++++ Exercise inputs ++++

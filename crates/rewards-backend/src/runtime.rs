//! Shared execution context for all client operations
//!
//! A single multi-threaded tokio runtime runs every operation. The host owns
//! the [`WorkerPool`] and must stop it before releasing the services that its
//! tasks touch; services only ever hold a [`Spawner`].

use std::future::Future;
use std::sync::atomic::{AtomicBool, Ordering};
use std::sync::Arc;
use std::time::Duration;

use anyhow::{Context, Result};
use tokio::runtime::{Builder, Handle, Runtime};

const THREAD_NAME: &str = "rewards-io";
const MIN_WORKER_THREADS: usize = 2;
const SHUTDOWN_TIMEOUT: Duration = Duration::from_secs(5);

/// Number of worker threads for a configured override, clamped to at least two
pub fn pool_size(configured: Option<usize>) -> usize {
    configured
        .unwrap_or_else(|| std::thread::available_parallelism().map_or(1, usize::from))
        .max(MIN_WORKER_THREADS)
}

/// Owner of the shared worker threads
pub struct WorkerPool {
    runtime: Option<Runtime>,
    spawner: Spawner,
    threads: usize,
}

impl WorkerPool {
    /// Starts a pool with `pool_size(worker_threads)` threads
    pub fn new(worker_threads: Option<usize>) -> Result<Self> {
        let threads = pool_size(worker_threads);
        let runtime = Builder::new_multi_thread()
            .worker_threads(threads)
            .thread_name(THREAD_NAME)
            .enable_all()
            .build()
            .context("Failed to start worker thread pool")?;

        tracing::info!(threads, "Worker pool started");

        let spawner = Spawner::new(runtime.handle().clone());
        Ok(Self {
            runtime: Some(runtime),
            spawner,
            threads,
        })
    }

    /// Returns a handle for submitting work to this pool
    pub fn spawner(&self) -> Spawner {
        self.spawner.clone()
    }

    pub fn threads(&self) -> usize {
        self.threads
    }

    pub fn is_stopped(&self) -> bool {
        self.runtime.is_none()
    }

    /// Stops accepting work and shuts the worker threads down
    ///
    /// Pending operations are dropped without resuming. Outside of an async
    /// context this waits for the workers to exit; idempotent.
    pub fn stop(&mut self) {
        self.spawner.stopped.store(true, Ordering::SeqCst);

        let Some(runtime) = self.runtime.take() else {
            return;
        };

        if Handle::try_current().is_ok() {
            // Blocking here would panic inside another runtime
            runtime.shutdown_background();
        } else {
            runtime.shutdown_timeout(SHUTDOWN_TIMEOUT);
        }
        tracing::info!("Worker pool stopped");
    }
}

impl Drop for WorkerPool {
    fn drop(&mut self) {
        self.stop();
    }
}

/// Cloneable fire-and-forget submitter
#[derive(Debug, Clone)]
pub struct Spawner {
    handle: Handle,
    stopped: Arc<AtomicBool>,
}

impl Spawner {
    /// Creates a spawner on an existing runtime
    ///
    /// Hosts that already run tokio can use their own runtime instead of a
    /// [`WorkerPool`]; shutdown ordering is then the host's responsibility.
    pub fn new(handle: Handle) -> Self {
        Self {
            handle,
            stopped: Arc::new(AtomicBool::new(false)),
        }
    }

    /// Creates a spawner on the runtime of the calling task
    pub fn current() -> Self {
        Self::new(Handle::current())
    }

    /// Submits an operation without waiting for it
    ///
    /// Returns false, dropping the operation, once the pool has been stopped.
    pub fn spawn<F>(&self, future: F) -> bool
    where
        F: Future<Output = ()> + Send + 'static,
    {
        if self.stopped.load(Ordering::SeqCst) {
            tracing::debug!("Worker pool stopped, dropping operation");
            return false;
        }
        drop(self.handle.spawn(future));
        true
    }

    pub fn is_stopped(&self) -> bool {
        self.stopped.load(Ordering::SeqCst)
    }
}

++++

▶ Work to complete: Filter the listing above for the string "configured" and copy every matching line.

▶ Task response:
/// Number of worker threads for a configured override, clamped to at least two
pub fn pool_size(configured: Option<usize>) -> usize {
    configured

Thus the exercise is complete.